▶ [Work instruction]: Nothing but a number should be returned: the count of lines in the records that contain "TranscriptionError".

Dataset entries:
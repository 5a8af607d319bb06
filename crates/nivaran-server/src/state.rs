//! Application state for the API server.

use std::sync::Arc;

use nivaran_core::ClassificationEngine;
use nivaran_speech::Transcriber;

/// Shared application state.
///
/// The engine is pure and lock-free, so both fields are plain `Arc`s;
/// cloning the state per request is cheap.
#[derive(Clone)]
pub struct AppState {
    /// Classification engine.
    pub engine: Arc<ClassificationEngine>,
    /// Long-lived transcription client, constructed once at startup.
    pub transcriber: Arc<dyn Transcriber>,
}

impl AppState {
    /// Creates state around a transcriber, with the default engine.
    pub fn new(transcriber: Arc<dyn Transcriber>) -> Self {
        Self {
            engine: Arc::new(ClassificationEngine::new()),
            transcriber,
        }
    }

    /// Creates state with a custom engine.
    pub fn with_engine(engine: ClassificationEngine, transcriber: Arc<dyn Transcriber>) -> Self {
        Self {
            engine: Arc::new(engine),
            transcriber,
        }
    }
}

--

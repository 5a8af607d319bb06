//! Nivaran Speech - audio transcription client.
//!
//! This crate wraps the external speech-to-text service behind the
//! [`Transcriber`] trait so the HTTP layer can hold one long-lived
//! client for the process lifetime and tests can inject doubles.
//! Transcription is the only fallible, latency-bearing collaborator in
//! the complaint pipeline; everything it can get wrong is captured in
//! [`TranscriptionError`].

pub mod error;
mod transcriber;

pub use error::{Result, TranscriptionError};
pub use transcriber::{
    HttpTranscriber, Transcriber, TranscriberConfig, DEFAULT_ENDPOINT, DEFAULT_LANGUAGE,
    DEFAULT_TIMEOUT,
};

▶ [Reply]: 2